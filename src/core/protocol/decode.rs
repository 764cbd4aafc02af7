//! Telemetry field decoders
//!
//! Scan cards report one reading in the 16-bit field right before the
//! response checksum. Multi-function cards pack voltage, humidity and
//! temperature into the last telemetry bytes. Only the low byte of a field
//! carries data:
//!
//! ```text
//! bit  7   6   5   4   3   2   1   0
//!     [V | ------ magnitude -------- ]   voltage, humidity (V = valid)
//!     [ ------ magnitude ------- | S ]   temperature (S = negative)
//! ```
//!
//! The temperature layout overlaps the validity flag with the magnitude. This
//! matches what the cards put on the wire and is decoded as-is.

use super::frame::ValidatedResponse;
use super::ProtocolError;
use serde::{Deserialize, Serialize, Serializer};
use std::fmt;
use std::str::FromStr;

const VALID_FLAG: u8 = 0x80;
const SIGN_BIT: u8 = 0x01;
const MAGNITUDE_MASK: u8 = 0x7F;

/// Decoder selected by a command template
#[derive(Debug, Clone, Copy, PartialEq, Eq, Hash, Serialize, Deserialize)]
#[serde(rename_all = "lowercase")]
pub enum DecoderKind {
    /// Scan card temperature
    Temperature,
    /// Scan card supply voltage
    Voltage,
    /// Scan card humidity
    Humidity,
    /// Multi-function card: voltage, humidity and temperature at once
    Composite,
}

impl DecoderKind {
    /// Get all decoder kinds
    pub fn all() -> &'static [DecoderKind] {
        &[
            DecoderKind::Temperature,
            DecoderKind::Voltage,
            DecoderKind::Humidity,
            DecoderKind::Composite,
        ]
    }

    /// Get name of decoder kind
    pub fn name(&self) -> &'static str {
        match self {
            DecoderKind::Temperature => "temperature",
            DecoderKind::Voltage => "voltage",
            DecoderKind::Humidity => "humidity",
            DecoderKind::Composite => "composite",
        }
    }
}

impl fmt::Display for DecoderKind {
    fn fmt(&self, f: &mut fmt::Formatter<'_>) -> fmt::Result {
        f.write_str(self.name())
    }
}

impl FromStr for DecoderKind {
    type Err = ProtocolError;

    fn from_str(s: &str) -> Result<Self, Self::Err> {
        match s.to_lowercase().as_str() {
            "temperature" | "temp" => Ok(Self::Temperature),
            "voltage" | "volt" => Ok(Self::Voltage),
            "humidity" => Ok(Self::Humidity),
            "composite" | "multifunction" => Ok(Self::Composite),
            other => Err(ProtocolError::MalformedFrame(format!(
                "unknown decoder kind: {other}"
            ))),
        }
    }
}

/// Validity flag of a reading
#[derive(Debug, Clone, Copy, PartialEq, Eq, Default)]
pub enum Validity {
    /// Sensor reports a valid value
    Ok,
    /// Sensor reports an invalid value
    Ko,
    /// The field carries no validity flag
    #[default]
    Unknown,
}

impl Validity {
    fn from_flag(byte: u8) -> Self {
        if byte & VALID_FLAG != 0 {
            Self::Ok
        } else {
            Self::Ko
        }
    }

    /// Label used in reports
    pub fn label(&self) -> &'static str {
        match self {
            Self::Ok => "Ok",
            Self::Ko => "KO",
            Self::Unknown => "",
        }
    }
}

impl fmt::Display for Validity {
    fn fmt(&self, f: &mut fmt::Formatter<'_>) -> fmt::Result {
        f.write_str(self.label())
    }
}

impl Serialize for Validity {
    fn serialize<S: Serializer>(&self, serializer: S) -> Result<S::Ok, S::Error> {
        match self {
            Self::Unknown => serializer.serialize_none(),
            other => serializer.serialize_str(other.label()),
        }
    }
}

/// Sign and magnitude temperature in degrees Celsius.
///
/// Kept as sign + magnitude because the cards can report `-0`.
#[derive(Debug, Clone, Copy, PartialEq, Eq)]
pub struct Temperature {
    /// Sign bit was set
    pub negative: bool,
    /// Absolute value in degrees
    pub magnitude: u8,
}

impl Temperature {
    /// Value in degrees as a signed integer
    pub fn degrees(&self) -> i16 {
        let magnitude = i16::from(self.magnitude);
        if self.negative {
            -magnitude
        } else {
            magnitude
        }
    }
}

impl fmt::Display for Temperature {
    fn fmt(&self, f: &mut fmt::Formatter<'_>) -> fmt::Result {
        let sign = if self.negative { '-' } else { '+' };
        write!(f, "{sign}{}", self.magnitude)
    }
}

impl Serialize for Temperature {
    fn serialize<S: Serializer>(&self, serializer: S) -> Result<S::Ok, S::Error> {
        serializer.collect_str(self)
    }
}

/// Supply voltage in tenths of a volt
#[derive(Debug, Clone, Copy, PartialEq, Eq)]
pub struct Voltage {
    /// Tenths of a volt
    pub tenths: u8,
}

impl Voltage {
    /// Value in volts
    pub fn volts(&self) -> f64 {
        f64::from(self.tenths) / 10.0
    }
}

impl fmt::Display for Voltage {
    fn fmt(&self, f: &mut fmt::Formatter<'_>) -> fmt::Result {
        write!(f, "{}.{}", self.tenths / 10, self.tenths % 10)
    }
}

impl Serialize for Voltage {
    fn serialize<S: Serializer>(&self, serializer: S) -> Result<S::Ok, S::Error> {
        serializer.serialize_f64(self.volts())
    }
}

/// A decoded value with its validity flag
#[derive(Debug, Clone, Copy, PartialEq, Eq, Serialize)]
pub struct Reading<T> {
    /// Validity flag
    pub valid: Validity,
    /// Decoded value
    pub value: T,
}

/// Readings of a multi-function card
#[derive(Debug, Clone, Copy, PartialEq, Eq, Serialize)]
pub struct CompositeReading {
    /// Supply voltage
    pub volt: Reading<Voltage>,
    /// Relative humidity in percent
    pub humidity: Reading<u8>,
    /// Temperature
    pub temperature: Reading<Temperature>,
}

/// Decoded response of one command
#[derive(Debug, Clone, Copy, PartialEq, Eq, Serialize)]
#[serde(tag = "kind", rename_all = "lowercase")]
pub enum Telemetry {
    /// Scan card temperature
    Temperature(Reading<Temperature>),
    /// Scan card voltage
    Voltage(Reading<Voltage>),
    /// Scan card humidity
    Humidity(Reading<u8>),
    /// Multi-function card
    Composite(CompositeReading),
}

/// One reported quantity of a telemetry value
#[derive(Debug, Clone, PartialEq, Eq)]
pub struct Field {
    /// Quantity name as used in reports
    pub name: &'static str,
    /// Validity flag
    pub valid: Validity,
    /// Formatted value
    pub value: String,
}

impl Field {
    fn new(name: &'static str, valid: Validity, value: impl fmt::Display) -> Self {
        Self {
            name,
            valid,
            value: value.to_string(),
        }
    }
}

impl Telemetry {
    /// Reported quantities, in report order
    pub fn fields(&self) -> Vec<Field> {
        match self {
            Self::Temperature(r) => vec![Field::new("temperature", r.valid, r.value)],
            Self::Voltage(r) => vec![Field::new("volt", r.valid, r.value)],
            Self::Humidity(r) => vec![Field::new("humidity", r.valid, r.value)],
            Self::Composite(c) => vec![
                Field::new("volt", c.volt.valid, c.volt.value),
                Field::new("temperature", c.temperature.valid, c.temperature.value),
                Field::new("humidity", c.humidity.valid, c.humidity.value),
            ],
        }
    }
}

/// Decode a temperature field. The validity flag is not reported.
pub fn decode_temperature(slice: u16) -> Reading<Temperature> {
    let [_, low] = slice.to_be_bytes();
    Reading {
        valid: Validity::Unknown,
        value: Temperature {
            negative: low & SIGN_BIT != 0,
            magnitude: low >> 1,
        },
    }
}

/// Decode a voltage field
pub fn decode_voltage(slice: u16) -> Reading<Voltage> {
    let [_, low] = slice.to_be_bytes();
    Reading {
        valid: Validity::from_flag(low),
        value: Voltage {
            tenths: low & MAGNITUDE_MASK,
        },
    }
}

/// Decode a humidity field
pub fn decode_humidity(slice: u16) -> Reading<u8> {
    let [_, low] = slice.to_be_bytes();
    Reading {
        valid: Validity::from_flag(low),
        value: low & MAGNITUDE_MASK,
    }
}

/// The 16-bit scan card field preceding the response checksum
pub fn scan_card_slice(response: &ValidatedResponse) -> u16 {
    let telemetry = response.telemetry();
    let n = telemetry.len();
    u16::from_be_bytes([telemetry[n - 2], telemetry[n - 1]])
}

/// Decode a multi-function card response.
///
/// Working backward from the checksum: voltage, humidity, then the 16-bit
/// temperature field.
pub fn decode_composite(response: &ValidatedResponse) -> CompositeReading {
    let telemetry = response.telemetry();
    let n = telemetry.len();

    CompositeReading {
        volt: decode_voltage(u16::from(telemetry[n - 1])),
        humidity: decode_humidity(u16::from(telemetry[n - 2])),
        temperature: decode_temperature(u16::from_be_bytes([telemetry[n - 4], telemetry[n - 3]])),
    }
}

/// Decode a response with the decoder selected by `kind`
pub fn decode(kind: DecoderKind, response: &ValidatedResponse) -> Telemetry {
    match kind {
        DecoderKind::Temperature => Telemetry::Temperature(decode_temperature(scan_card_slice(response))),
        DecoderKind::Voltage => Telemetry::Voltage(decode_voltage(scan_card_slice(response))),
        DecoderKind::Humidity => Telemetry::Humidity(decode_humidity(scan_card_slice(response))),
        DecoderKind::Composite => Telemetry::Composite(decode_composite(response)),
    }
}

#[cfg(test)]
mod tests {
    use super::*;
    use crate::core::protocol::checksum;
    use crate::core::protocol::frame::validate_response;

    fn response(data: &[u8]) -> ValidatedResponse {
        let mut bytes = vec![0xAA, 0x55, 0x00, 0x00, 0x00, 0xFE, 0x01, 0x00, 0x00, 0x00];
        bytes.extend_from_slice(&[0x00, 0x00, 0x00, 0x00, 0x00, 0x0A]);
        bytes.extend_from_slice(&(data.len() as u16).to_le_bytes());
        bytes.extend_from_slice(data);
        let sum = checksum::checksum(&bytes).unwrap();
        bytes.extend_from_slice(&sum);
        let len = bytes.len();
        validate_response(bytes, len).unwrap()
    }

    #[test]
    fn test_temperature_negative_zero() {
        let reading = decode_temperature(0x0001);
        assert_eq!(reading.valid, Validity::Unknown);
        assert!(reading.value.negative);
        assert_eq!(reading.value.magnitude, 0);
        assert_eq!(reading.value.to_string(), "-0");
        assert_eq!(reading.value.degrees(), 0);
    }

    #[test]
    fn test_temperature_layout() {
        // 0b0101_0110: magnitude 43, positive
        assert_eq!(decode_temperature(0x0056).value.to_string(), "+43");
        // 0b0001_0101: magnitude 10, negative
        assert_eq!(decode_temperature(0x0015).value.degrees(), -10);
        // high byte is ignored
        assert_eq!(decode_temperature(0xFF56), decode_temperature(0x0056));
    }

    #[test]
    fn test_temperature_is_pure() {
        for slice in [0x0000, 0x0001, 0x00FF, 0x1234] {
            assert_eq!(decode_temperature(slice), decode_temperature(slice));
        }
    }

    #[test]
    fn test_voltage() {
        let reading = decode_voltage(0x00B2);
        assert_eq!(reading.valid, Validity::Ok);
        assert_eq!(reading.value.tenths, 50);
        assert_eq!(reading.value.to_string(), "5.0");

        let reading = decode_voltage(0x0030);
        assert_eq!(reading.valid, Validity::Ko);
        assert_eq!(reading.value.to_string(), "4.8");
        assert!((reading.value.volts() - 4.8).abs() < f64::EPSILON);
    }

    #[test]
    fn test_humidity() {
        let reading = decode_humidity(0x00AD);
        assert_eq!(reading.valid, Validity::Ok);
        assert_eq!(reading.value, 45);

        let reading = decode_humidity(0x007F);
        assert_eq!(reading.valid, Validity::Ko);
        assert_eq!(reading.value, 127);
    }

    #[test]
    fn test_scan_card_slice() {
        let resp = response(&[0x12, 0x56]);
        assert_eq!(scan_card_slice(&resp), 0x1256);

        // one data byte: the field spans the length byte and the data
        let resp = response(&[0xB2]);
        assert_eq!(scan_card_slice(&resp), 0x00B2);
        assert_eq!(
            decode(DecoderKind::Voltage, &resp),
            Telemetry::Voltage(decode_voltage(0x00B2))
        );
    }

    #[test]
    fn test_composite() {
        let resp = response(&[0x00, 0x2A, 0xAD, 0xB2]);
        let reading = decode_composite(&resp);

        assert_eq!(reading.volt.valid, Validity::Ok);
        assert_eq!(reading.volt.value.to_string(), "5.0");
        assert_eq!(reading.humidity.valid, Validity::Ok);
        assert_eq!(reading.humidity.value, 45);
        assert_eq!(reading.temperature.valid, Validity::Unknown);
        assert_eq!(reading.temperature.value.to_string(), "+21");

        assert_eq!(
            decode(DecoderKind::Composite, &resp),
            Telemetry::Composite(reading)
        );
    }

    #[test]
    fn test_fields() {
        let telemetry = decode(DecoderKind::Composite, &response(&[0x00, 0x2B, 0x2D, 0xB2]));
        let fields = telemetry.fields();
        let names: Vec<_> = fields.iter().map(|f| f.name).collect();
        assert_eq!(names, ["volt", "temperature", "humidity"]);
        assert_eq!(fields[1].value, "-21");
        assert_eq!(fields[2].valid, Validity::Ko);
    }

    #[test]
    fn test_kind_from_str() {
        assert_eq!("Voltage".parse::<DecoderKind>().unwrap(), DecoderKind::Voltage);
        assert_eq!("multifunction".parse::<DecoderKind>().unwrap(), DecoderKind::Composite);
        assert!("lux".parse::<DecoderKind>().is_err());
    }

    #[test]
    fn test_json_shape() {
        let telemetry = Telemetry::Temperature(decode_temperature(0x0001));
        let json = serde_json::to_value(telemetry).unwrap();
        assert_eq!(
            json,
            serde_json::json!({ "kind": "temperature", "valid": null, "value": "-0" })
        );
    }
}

== == ==

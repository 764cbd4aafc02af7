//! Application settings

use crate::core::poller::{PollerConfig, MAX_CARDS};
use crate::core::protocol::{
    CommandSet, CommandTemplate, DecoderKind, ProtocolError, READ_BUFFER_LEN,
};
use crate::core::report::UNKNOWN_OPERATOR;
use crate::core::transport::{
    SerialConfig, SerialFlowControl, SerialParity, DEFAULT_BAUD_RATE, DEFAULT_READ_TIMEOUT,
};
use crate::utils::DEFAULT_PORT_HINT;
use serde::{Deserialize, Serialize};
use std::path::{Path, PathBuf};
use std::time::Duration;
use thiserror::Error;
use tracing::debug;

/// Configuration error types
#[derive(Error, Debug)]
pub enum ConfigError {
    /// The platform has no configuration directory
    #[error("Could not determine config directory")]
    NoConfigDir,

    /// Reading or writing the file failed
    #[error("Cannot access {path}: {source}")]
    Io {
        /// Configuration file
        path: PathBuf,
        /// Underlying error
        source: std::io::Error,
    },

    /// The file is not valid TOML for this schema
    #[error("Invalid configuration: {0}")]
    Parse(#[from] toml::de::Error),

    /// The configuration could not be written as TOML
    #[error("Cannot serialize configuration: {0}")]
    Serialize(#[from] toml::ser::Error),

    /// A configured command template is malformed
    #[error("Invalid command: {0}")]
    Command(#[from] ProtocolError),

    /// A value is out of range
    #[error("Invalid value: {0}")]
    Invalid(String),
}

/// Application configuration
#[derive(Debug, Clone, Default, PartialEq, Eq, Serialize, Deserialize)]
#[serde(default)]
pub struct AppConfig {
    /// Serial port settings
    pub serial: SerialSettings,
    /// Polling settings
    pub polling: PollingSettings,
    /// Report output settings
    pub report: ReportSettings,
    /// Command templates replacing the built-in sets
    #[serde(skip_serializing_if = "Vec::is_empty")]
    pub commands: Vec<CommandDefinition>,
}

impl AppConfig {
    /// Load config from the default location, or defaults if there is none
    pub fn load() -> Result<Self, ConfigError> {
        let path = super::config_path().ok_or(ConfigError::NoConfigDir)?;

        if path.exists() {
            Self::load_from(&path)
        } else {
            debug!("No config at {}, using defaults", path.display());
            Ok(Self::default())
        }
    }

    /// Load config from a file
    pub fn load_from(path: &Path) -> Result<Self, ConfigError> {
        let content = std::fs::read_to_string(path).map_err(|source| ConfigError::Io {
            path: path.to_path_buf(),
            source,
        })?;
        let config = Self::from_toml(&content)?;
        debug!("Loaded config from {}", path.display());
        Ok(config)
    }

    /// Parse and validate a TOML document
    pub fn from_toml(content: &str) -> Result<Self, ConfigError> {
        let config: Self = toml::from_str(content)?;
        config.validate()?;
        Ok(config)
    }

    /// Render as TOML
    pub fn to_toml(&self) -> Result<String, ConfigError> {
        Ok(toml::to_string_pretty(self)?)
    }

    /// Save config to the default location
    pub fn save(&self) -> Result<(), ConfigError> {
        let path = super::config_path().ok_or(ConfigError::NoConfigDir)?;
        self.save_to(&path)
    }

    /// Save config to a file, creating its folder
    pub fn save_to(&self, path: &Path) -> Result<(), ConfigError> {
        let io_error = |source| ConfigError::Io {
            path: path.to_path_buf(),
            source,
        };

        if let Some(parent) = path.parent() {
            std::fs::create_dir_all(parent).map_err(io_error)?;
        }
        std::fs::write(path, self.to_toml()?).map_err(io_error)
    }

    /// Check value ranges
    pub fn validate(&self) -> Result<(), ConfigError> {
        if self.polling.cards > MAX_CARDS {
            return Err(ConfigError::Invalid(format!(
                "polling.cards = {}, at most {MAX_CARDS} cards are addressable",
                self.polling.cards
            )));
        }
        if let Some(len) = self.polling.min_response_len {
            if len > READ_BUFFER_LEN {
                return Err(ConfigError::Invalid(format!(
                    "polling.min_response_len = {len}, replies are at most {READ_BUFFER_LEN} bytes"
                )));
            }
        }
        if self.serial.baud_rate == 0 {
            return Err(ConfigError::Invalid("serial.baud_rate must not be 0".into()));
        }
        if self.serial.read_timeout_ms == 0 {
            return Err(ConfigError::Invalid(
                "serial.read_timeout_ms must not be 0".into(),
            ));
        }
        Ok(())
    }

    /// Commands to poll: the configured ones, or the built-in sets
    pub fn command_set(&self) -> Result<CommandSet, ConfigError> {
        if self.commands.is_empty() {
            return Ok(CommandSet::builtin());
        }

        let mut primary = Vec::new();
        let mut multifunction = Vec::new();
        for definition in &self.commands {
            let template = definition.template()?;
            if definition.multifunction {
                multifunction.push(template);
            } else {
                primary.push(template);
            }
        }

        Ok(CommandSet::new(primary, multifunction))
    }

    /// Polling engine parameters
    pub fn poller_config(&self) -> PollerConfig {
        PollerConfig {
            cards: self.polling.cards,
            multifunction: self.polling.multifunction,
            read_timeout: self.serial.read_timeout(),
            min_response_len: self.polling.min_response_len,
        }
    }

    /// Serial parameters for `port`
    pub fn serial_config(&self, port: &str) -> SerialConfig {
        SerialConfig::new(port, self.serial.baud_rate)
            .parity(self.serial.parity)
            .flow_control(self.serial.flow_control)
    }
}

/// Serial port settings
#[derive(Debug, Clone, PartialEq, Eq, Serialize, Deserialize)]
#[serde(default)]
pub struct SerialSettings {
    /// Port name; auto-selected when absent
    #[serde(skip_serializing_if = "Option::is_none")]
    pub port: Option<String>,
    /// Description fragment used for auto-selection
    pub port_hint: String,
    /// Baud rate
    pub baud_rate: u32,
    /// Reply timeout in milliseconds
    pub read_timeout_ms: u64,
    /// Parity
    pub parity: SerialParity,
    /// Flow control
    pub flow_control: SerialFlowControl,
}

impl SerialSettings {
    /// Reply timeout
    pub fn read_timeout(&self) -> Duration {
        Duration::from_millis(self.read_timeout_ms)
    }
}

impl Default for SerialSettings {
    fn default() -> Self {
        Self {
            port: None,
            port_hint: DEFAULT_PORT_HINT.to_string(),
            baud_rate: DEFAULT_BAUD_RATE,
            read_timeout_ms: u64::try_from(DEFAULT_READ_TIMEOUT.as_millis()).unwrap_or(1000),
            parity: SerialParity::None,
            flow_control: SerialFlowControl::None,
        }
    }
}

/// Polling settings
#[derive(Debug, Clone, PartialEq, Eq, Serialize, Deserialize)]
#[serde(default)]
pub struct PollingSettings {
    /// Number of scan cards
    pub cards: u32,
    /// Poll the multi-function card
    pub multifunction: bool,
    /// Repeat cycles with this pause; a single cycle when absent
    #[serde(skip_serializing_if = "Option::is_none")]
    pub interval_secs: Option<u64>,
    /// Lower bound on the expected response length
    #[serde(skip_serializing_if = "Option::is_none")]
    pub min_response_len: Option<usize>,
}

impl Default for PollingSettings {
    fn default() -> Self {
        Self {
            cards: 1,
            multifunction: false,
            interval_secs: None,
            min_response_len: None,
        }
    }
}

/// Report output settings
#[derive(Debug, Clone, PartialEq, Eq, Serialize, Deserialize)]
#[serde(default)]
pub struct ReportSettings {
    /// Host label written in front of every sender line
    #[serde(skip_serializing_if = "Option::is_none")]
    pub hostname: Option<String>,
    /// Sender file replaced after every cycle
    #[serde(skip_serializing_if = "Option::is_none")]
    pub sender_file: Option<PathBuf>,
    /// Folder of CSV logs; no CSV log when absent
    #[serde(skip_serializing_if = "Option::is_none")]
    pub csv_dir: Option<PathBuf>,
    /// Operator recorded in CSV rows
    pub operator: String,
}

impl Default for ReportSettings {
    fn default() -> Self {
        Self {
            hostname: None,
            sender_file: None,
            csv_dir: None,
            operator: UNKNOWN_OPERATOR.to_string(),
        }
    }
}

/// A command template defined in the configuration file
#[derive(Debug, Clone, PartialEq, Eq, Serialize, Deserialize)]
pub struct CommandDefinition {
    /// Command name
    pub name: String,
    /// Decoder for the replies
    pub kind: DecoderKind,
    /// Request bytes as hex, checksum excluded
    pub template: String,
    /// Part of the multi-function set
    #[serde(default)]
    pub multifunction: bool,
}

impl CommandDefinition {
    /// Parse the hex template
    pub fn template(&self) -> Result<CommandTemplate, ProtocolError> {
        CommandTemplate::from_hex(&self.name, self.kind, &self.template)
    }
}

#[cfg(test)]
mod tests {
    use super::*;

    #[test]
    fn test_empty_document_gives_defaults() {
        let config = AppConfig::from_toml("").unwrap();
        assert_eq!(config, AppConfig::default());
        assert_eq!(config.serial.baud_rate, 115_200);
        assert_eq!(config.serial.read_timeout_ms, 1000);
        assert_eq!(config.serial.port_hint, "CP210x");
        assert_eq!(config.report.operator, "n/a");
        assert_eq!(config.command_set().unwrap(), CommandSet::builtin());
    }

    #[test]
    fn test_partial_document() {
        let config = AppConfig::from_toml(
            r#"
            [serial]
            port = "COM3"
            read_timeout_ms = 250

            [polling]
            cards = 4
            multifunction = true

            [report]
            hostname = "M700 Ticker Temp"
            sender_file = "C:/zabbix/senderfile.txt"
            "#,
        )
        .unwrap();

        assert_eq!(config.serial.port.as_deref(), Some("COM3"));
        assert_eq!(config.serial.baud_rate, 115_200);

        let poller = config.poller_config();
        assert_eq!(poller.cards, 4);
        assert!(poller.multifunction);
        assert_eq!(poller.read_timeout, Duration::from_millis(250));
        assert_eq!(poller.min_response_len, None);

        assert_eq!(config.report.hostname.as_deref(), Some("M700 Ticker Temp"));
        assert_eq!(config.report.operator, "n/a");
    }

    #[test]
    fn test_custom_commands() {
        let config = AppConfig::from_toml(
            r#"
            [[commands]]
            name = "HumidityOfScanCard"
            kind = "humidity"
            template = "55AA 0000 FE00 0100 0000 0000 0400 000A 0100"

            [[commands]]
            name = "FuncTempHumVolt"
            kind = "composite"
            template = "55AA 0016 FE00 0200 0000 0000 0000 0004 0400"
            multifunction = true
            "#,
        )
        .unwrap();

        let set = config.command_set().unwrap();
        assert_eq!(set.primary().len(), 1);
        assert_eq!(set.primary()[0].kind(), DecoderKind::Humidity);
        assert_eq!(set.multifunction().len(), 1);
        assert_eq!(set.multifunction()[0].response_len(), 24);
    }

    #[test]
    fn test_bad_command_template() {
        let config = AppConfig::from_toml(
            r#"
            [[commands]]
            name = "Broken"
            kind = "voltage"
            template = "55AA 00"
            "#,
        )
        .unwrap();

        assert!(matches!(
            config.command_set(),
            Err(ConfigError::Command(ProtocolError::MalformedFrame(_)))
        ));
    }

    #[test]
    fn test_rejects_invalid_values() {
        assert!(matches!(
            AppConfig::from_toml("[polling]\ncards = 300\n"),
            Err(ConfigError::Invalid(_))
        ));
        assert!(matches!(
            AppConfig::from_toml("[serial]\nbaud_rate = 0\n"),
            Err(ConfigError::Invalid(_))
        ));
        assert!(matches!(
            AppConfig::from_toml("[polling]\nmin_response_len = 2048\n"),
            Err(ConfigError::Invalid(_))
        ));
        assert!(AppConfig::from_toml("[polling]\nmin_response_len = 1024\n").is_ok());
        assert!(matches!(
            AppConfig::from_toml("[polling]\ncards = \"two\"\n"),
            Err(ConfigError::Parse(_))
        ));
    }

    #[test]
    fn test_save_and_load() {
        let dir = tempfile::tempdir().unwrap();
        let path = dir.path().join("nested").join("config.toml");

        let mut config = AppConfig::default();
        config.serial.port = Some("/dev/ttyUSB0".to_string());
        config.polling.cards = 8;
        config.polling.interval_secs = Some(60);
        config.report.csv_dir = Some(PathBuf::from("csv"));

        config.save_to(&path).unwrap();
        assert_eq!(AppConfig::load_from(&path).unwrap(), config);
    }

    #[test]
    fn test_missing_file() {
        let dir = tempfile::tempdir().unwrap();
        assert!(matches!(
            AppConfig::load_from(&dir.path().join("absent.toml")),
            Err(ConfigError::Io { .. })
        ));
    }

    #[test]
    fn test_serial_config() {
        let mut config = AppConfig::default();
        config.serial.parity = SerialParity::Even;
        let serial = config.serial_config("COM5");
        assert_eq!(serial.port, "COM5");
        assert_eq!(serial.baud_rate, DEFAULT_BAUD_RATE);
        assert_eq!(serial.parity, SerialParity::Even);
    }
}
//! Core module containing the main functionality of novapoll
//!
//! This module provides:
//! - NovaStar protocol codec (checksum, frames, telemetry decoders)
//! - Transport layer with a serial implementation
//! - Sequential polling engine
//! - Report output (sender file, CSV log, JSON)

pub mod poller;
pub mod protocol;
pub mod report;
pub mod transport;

== == ==

What you are asked to do — Where the word "used" shows up in a line of the entries above, count that line; the answer is the total alone.

Response — 3